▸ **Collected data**
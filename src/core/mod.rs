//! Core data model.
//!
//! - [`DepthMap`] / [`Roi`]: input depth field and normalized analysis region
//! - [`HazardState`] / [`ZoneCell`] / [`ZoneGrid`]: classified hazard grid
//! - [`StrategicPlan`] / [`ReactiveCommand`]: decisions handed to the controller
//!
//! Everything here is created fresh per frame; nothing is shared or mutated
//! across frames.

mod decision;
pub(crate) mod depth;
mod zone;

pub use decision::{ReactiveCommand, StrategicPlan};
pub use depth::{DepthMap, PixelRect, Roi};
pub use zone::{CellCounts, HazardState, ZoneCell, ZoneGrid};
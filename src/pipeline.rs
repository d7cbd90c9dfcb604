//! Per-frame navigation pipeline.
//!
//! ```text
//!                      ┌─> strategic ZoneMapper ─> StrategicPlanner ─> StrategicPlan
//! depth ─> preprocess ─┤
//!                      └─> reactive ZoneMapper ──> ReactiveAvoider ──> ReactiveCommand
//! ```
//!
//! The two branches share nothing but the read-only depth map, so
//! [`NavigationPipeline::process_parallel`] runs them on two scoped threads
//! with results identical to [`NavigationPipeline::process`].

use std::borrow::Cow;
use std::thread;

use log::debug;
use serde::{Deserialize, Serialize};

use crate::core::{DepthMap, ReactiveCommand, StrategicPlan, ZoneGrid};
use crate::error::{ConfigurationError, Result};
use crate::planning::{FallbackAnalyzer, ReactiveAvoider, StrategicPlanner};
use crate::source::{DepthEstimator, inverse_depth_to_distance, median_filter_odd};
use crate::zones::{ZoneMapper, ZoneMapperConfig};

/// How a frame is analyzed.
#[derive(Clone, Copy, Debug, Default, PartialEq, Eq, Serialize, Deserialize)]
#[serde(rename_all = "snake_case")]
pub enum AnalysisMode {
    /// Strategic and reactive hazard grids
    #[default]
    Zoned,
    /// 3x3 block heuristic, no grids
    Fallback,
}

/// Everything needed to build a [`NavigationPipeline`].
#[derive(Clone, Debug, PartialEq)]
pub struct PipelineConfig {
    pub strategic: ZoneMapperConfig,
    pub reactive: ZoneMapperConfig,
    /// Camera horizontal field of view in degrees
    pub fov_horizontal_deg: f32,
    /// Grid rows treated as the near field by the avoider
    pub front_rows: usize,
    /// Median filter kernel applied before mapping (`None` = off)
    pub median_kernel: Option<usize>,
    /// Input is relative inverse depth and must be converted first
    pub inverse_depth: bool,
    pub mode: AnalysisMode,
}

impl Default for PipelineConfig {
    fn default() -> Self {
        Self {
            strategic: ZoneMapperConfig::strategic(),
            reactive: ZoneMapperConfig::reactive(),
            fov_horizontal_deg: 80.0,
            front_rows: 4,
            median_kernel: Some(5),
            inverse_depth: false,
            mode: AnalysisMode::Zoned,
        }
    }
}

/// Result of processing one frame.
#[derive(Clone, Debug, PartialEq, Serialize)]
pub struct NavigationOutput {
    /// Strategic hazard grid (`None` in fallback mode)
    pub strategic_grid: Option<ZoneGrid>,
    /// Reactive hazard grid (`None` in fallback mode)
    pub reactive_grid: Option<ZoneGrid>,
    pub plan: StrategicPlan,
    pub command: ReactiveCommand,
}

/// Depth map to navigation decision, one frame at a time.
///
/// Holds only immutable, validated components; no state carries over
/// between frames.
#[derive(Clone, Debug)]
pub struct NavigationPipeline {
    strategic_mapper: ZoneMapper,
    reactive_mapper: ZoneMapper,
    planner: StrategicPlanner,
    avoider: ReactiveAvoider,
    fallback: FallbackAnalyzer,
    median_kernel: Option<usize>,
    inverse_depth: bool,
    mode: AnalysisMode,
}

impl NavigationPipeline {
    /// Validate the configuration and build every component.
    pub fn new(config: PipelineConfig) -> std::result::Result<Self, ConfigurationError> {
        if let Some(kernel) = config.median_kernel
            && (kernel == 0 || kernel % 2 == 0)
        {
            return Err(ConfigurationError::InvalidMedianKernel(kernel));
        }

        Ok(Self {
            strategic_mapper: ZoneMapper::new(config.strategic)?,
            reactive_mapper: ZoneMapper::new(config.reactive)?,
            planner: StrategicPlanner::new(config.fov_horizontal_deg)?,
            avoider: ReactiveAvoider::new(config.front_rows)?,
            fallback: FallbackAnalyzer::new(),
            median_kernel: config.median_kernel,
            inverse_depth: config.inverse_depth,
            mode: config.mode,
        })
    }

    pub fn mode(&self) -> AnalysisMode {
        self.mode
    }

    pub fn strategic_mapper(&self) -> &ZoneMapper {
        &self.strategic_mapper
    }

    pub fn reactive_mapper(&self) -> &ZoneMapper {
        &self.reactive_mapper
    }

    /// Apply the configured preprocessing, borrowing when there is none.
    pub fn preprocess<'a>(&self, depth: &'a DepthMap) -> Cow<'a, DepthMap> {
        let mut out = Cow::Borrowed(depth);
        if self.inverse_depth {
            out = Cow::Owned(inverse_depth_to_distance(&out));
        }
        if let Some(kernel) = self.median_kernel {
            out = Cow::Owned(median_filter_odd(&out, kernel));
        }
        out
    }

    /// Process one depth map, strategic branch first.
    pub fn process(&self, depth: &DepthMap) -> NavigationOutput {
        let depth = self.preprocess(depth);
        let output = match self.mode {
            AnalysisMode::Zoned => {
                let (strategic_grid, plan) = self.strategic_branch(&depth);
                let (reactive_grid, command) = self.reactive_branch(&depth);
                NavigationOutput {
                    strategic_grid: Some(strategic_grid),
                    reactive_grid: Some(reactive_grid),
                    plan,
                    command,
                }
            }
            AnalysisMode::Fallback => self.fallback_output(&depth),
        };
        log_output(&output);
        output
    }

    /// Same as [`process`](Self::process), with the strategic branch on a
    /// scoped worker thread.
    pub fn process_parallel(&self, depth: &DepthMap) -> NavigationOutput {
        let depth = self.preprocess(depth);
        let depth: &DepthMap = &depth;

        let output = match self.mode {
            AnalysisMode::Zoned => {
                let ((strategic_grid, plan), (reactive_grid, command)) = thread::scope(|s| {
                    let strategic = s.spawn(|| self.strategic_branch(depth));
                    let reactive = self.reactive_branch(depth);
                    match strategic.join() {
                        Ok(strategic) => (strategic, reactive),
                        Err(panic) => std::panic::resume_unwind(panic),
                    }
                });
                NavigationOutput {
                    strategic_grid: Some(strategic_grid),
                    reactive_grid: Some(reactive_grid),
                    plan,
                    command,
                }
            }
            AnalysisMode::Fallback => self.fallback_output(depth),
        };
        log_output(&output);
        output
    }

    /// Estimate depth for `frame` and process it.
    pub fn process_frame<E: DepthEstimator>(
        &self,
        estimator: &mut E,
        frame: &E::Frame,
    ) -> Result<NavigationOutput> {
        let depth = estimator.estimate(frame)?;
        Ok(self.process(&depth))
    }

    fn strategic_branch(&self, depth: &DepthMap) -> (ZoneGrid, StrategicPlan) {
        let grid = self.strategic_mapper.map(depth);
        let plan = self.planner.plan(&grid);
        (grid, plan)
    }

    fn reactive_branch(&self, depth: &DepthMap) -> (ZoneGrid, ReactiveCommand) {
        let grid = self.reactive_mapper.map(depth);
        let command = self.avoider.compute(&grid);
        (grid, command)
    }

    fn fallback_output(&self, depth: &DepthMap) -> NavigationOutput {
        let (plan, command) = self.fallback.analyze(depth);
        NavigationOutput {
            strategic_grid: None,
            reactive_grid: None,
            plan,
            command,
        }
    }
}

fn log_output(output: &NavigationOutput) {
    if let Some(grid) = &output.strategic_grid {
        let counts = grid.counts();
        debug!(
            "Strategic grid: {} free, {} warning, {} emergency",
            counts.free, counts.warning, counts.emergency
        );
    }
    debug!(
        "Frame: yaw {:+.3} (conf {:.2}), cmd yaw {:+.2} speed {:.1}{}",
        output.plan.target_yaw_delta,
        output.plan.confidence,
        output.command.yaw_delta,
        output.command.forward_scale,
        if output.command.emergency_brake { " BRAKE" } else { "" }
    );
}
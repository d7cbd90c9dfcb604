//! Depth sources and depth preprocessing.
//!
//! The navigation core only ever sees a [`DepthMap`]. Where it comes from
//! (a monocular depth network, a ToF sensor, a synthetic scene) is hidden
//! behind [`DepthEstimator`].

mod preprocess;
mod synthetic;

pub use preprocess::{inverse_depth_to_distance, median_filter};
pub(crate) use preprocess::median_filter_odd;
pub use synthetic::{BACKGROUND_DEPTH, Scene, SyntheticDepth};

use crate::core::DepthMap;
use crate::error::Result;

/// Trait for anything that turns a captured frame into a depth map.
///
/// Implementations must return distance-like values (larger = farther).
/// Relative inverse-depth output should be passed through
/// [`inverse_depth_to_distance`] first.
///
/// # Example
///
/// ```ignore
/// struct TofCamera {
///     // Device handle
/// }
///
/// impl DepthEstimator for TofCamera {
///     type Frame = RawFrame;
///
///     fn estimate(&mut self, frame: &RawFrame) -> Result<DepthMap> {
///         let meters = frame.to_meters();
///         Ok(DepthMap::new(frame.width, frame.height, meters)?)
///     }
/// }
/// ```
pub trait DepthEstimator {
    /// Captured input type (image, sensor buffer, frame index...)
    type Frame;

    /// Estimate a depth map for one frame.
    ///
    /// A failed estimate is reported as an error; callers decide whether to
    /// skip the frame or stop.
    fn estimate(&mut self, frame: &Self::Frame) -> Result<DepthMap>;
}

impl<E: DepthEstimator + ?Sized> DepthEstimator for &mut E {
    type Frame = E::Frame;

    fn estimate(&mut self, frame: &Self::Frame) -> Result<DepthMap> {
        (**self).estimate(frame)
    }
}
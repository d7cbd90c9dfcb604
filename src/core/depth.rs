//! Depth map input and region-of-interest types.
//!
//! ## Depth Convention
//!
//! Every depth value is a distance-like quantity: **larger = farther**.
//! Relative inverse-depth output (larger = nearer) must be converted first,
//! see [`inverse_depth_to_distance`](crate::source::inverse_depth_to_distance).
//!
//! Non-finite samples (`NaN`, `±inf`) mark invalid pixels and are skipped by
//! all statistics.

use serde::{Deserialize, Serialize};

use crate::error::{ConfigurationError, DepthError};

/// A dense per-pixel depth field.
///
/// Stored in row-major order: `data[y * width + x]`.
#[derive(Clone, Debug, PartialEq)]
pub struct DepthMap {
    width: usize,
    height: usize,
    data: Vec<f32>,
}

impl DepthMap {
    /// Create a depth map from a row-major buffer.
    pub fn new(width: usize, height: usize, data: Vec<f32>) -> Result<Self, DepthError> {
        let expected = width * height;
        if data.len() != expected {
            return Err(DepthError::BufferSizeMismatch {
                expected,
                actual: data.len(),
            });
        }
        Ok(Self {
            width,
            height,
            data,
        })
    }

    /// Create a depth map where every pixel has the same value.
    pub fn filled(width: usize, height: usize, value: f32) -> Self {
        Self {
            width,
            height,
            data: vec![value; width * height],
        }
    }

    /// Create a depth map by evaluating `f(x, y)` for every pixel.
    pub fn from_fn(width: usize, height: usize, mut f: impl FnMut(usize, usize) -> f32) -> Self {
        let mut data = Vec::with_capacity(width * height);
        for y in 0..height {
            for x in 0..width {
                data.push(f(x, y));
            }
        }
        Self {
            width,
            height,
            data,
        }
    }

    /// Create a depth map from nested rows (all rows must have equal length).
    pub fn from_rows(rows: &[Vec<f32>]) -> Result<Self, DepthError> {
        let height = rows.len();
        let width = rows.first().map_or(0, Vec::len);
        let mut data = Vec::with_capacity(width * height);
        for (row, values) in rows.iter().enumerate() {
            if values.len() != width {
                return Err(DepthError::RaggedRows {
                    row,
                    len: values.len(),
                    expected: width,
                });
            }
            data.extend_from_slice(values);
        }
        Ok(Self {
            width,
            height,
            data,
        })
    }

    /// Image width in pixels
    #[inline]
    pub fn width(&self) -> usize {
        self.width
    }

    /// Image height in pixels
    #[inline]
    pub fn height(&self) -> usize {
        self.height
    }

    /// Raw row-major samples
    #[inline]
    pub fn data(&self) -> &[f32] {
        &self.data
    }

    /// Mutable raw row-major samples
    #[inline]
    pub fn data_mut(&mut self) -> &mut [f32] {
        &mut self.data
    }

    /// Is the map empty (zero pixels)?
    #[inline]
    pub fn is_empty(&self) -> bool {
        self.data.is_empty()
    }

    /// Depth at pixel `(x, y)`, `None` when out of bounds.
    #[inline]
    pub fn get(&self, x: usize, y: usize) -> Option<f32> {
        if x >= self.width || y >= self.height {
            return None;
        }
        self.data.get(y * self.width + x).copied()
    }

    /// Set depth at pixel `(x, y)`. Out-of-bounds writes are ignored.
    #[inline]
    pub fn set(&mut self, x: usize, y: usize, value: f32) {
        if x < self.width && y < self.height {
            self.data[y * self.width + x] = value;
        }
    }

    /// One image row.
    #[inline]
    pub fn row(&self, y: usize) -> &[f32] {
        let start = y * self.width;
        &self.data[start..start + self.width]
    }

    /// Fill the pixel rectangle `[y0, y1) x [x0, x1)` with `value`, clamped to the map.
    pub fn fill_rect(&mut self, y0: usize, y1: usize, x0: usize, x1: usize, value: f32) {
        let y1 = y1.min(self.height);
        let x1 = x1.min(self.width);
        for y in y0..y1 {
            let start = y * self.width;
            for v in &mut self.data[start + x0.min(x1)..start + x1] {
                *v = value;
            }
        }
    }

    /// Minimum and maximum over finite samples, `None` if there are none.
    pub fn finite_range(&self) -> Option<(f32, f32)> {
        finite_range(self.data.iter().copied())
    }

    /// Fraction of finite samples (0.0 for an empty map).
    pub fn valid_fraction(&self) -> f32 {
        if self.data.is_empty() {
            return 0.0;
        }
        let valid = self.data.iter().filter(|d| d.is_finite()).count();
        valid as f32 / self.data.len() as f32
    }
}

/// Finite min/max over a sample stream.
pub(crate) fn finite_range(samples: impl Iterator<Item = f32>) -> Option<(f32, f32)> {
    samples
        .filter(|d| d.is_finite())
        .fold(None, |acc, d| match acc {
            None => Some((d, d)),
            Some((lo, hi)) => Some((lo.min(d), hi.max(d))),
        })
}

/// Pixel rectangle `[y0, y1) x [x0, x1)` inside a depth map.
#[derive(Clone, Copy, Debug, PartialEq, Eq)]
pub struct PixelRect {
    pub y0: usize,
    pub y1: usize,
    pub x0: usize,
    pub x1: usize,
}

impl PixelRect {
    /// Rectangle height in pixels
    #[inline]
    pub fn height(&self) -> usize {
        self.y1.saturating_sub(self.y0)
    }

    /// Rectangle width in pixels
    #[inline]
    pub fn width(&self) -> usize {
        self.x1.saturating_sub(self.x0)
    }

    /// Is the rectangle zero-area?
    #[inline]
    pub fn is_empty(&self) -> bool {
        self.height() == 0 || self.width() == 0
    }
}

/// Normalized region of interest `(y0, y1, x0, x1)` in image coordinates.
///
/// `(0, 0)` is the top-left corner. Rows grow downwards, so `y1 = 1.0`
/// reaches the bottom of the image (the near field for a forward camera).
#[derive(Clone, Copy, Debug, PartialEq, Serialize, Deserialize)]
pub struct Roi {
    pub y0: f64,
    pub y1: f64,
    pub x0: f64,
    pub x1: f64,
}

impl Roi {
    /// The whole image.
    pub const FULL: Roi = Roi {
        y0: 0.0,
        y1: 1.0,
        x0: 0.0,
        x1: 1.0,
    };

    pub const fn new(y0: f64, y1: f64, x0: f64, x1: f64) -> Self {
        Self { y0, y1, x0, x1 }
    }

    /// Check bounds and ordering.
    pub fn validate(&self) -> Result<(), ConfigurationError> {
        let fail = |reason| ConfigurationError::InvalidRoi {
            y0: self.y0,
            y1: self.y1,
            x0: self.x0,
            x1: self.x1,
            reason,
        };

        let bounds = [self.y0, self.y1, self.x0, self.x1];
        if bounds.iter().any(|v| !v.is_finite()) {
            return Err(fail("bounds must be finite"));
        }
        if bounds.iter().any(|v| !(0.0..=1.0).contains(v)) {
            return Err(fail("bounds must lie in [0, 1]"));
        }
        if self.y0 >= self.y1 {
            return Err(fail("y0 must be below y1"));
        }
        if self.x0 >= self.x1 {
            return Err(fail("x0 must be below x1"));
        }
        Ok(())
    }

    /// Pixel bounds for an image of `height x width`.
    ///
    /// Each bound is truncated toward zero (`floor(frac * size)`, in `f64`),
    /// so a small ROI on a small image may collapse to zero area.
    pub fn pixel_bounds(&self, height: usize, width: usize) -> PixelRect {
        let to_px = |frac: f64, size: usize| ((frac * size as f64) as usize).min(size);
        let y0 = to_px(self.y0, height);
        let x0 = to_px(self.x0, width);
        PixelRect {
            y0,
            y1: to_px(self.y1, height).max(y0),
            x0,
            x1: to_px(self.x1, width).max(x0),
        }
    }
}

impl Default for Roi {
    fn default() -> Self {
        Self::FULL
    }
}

▸ **THE PROBLEM**
All lines in the data above from the one with "Rectangle width in pixels" through the one with "to zero area." must be repeated exactly, and no others.

▸ **RESPONSE TO THE TASK**
    /// Rectangle width in pixels
    #[inline]
    pub fn width(&self) -> usize {
        self.x1.saturating_sub(self.x0)
    }

    /// Is the rectangle zero-area?
    #[inline]
    pub fn is_empty(&self) -> bool {
        self.height() == 0 || self.width() == 0
    }
}

/// Normalized region of interest `(y0, y1, x0, x1)` in image coordinates.
///
/// `(0, 0)` is the top-left corner. Rows grow downwards, so `y1 = 1.0`
/// reaches the bottom of the image (the near field for a forward camera).
#[derive(Clone, Copy, Debug, PartialEq, Serialize, Deserialize)]
pub struct Roi {
    pub y0: f64,
    pub y1: f64,
    pub x0: f64,
    pub x1: f64,
}

impl Roi {
    /// The whole image.
    pub const FULL: Roi = Roi {
        y0: 0.0,
        y1: 1.0,
        x0: 0.0,
        x1: 1.0,
    };

    pub const fn new(y0: f64, y1: f64, x0: f64, x1: f64) -> Self {
        Self { y0, y1, x0, x1 }
    }

    /// Check bounds and ordering.
    pub fn validate(&self) -> Result<(), ConfigurationError> {
        let fail = |reason| ConfigurationError::InvalidRoi {
            y0: self.y0,
            y1: self.y1,
            x0: self.x0,
            x1: self.x1,
            reason,
        };

        let bounds = [self.y0, self.y1, self.x0, self.x1];
        if bounds.iter().any(|v| !v.is_finite()) {
            return Err(fail("bounds must be finite"));
        }
        if bounds.iter().any(|v| !(0.0..=1.0).contains(v)) {
            return Err(fail("bounds must lie in [0, 1]"));
        }
        if self.y0 >= self.y1 {
            return Err(fail("y0 must be below y1"));
        }
        if self.x0 >= self.x1 {
            return Err(fail("x0 must be below x1"));
        }
        Ok(())
    }

    /// Pixel bounds for an image of `height x width`.
    ///
    /// Each bound is truncated toward zero (`floor(frac * size)`, in `f64`),
    /// so a small ROI on a small image may collapse to zero area.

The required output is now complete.